*WHAT THIS TASK INVOLVES*.
Your task is to copy each line of the material that holds the word "facade".
------ EXERCISE INPUTS
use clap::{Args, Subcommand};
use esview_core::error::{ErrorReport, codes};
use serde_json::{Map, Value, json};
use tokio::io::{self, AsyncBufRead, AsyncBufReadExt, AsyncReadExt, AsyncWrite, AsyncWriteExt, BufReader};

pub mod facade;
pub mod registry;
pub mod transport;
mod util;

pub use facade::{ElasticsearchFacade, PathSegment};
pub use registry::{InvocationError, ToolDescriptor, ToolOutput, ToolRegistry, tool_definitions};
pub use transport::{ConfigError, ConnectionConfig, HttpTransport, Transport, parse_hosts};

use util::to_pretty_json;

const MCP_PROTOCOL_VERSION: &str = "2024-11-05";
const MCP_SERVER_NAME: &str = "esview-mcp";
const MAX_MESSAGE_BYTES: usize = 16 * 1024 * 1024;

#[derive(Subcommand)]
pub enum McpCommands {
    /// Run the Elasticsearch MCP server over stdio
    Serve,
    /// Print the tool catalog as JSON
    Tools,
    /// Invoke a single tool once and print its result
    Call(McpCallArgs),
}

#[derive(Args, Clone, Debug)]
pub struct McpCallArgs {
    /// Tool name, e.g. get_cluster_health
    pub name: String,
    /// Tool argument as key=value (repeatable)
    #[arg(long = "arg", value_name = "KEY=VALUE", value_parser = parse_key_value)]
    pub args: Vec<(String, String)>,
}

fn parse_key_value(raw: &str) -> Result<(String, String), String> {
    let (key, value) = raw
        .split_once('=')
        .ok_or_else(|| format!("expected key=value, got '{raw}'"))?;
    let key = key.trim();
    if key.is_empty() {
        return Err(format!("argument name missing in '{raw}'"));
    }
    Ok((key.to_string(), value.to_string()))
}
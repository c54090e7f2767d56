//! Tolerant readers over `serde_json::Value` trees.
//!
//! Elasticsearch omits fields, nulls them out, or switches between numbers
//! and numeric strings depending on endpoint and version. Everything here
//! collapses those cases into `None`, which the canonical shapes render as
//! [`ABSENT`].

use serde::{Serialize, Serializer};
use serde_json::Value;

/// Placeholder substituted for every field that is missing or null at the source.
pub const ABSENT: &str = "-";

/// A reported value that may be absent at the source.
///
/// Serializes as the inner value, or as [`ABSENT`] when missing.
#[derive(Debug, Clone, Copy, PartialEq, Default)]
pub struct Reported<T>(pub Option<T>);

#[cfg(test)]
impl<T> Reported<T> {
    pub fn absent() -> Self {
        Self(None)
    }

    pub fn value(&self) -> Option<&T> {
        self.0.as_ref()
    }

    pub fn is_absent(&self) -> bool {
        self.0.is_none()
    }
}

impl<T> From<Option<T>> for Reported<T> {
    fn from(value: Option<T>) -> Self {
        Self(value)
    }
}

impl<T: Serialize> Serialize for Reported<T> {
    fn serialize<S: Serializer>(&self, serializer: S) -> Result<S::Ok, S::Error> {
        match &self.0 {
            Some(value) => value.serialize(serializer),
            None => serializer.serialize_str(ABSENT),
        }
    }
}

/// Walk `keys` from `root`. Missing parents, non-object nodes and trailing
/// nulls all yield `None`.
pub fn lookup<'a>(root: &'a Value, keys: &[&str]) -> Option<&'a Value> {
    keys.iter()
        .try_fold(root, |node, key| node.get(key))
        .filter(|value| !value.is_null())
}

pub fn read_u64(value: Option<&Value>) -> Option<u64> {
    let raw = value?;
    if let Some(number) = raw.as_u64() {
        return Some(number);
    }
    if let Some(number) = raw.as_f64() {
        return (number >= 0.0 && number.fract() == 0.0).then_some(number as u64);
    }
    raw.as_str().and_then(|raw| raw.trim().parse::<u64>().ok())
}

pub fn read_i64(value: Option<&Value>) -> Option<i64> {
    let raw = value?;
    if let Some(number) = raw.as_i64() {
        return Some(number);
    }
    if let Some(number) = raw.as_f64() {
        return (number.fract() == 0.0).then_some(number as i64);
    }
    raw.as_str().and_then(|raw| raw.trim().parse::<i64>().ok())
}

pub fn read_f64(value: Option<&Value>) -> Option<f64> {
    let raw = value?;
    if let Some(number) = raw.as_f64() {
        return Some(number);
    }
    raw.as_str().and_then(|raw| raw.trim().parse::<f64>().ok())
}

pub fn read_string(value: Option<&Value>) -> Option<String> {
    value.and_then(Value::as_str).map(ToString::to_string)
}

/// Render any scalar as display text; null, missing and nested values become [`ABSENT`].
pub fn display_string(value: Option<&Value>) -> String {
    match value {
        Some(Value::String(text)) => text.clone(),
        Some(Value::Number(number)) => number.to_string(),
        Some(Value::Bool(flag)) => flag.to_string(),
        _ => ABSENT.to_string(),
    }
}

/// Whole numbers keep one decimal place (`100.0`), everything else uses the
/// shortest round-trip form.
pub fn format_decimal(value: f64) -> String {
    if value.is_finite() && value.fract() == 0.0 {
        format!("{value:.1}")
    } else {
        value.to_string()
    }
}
------------
*SOLUTION FOR THIS TASK*.
pub mod facade;
pub use facade::{ElasticsearchFacade, PathSegment};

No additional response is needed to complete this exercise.